7007 Background: Suicide gene therapy (SGT) was firstly applied to allogeneic HSCT, addressing the need for modulation of graft vs host disease (GvHD) reactions while preserving graft vs leukemia (GvL) effect of alloreactive T cells. HSV-TK gene insertion in donor T-cells modulates alloreactivity by selectively destroying dividing alloreactive cells involved in GvHD. Methods: Long-term safety and survival was assessed in 128 pts entering worldwide 10 phase I-II trials that used TK-DLI to improve GvL, immune reconstitution (IR) and GvHD control. In all, 57 pts received TK DLI at our Institution: 23 to treat relapse after HLA-identical HSCT (Ciceri, 2007) and 34 to improve IR after haploidentical HSCT (Ciceri, Bonini, 2009). Results: SGT was feasible, safe and effective in promoting a dynamic and specific modulation of alloreactivity. TK-DLI clinical benefit, defined by chimerism, tumor response and/or IR, was achieved by 65 pts (51%). Grade 2 to 4 GvHD (n=28, 22%) was fully controlled by SGT. TK-DLI engrafted in 51 pts (90%) and, being detectable at low frequency up to 14 yrs, no SGT-related adverse events occurred.

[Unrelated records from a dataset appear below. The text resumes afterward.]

use std::net::SocketAddr;
use std::path::PathBuf;

use clap::Parser;

/// Imago image service
#[derive(Debug, Parser)]
#[command(name = "imago", about = "HTTP image processing service")]
pub struct Args {
    /// Path to configuration file, defaults are used when it does not exist
    #[arg(short, long, default_value = "imago.toml", env = "IMAGO_CONFIG")]
    pub config: PathBuf,

    /// Override the listen address
    #[arg(long, env = "IMAGO_LISTEN")]
    pub listen: Option<SocketAddr>,

    /// Override the log filter, e.g. `debug` or `info,imago_server=trace`
    #[arg(long, env = "IMAGO_LOG")]
    pub log: Option<String>,
}
use std::sync::LazyLock;

use http::StatusCode;
use strum::{EnumCount, EnumIter, IntoEnumIterator, IntoStaticStr};

use crate::Error;

/// Shared error values, one per [`ErrorKind`] in declaration order
static CATALOG: LazyLock<Vec<Error>> = LazyLock::new(|| {
    ErrorKind::iter()
        .map(|kind| Error::new(kind.message(), i32::from(kind.status().as_u16())))
        .collect()
});

/// Named failure conditions reported by the image service
///
/// Every kind resolves to one process-wide [`Error`] built on first use and
/// never mutated afterwards.
#[derive(Debug, Clone, Copy, PartialEq, Eq, Hash, EnumCount, EnumIter, IntoStaticStr)]
#[strum(serialize_all = "snake_case")]
pub enum ErrorKind {
    /// No route or resource matches the request
    NotFound,
    /// API key is missing or does not match
    InvalidApiKey,
    /// Method is not accepted by the endpoint
    MethodNotAllowed,
    /// GET requested while remote URL sources are disabled
    GetMethodNotAllowed,
    /// Request body has a media type the service cannot read
    UnsupportedMedia,
    /// Requested output format cannot be produced
    OutputFormat,
    /// Request body is empty or not a readable image
    EmptyBody,
    /// `file` query parameter is required but absent
    MissingParamFile,
    /// Local file path is malformed or outside the mount
    InvalidFilePath,
    /// Remote image URL is malformed or not allowed
    InvalidImageUrl,
    /// No usable image source in the request
    MissingImageSource,
    /// Endpoint exists but is not implemented
    NotImplemented,
    /// URL signature is malformed
    InvalidUrlSignature,
    /// URL signature does not match the request
    UrlSignatureMismatch,
    /// Image exceeds the allowed resolution
    ResolutionTooBig,
}

impl ErrorKind {
    /// Shared catalog value for this kind
    pub fn error(self) -> &'static Error {
        &CATALOG[self as usize]
    }

    /// Status declared for this kind
    pub const fn status(self) -> StatusCode {
        match self {
            Self::NotFound => StatusCode::NOT_FOUND,
            Self::InvalidApiKey => StatusCode::UNAUTHORIZED,
            Self::MethodNotAllowed | Self::GetMethodNotAllowed => StatusCode::METHOD_NOT_ALLOWED,
            Self::UnsupportedMedia => StatusCode::NOT_ACCEPTABLE,
            Self::OutputFormat
            | Self::EmptyBody
            | Self::MissingParamFile
            | Self::InvalidFilePath
            | Self::InvalidImageUrl
            | Self::MissingImageSource
            | Self::InvalidUrlSignature => StatusCode::BAD_REQUEST,
            Self::NotImplemented => StatusCode::NOT_IMPLEMENTED,
            Self::UrlSignatureMismatch => StatusCode::FORBIDDEN,
            Self::ResolutionTooBig => StatusCode::UNPROCESSABLE_ENTITY,
        }
    }

    /// Client-facing message for this kind
    pub const fn message(self) -> &'static str {
        match self {
            Self::NotFound => "Not found",
            Self::InvalidApiKey => "Invalid or missing API key",
            Self::MethodNotAllowed => {
                "HTTP method not allowed. Try with a POST or GET method (-enable-url-source flag must be defined)"
            }
            Self::GetMethodNotAllowed => {
                "GET method not allowed. Make sure remote URL source is enabled by using the flag: -enable-url-source"
            }
            Self::UnsupportedMedia => "Unsupported media type",
            Self::OutputFormat => "Unsupported output image format",
            Self::EmptyBody => "Empty or unreadable image",
            Self::MissingParamFile => "Missing required param: file",
            Self::InvalidFilePath => "Invalid file path",
            Self::InvalidImageUrl => "Invalid image URL",
            Self::MissingImageSource => "Cannot process the image due to missing or invalid params",
            Self::NotImplemented => "Not implemented endpoint",
            Self::InvalidUrlSignature => "Invalid URL signature",
            Self::UrlSignatureMismatch => "URL signature mismatch",
            Self::ResolutionTooBig => "Image resolution is too big",
        }
    }

    /// Stable `snake_case` name, e.g. `url_signature_mismatch`
    pub fn name(self) -> &'static str {
        self.into()
    }
}

impl From<ErrorKind> for Error {
    fn from(kind: ErrorKind) -> Self {
        kind.error().clone()
    }
}
mod routes;

use std::net::SocketAddr;

use anyhow::Context;
use axum::Router;
use imago_config::Config;
use tokio::net::TcpListener;
use tokio_util::sync::CancellationToken;
use tower_http::trace::TraceLayer;

/// Assembled server with all routes and middleware
pub struct Server {
    router: Router,
    listen_address: SocketAddr,
}

impl Server {
    /// Build the server from configuration
    ///
    /// # Errors
    ///
    /// Returns an error if the configuration is invalid
    pub fn new(config: &Config) -> anyhow::Result<Self> {
        config.validate()?;

        let mut app = Router::new();

        // Health check
        if config.server.health.enabled {
            app = app.route(&config.server.health.path, axum::routing::get(routes::health));
        }

        // Anything unmatched gets a JSON error body
        app = app
            .fallback(routes::not_found)
            .method_not_allowed_fallback(routes::method_not_allowed);

        // Tracing
        app = app.layer(TraceLayer::new_for_http());

        Ok(Self {
            router: app,
            listen_address: config.server.listen_address(),
        })
    }

    /// Get the configured listen address
    #[must_use]
    pub const fn listen_address(&self) -> SocketAddr {
        self.listen_address
    }

    /// Override the configured listen address
    #[must_use]
    pub fn with_listen_address(mut self, listen_address: SocketAddr) -> Self {
        self.listen_address = listen_address;
        self
    }

    /// Consume the server and return the inner router
    ///
    /// Useful for testing when the caller manages the listener
    #[must_use]
    pub fn into_router(self) -> Router {
        self.router
    }

    /// Start serving requests on the configured listen address
    ///
    /// Blocks until the cancellation token is triggered.
    ///
    /// # Errors
    ///
    /// Returns an error if binding the TCP listener or serving fails
    pub async fn serve(self, shutdown: CancellationToken) -> anyhow::Result<()> {
        let listener = TcpListener::bind(self.listen_address)
            .await
            .with_context(|| format!("failed to bind {}", self.listen_address))?;

        self.serve_on(listener, shutdown).await
    }

    /// Serve requests on an already bound listener
    ///
    /// # Errors
    ///
    /// Returns an error if the listener address cannot be read or serving fails
    pub async fn serve_on(self, listener: TcpListener, shutdown: CancellationToken) -> anyhow::Result<()> {
        let local_addr = listener.local_addr()?;
        tracing::info!(%local_addr, "server listening");

        axum::serve(listener, self.router)
            .with_graceful_shutdown(async move {
                shutdown.cancelled().await;
                tracing::info!("graceful shutdown initiated");
            })
            .await?;

        Ok(())
    }
}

In HLA-identical setting (n=23; median follow-up, 15 yrs), 11 pts (48%) had disease response and 2 pts (9%) were alive in complete response (CR). In haploidentical setting (n=34; median follow-up, 7 yrs), 25 pts (73%) had IR and 9 pts (26%) were alive in CR. All pts were monitored according to guidelines on long-term survivors (Majhail, 2012). There were no major infections, while 3 pts had a second tumor. Immunity against TK-DLI was reported exclusively after HLA-identical allo-HSCT indicating that TK-DLI is not limited by SGT-specific immunity after haploidentical HSCT. Conclusions: Long-term follow-up confirms the high benefit to risk ratio of TK-DLI. A phase III trial is ongoing in haploidentical HSCT (NCT00914628). Clinical trial information: NCT00423124.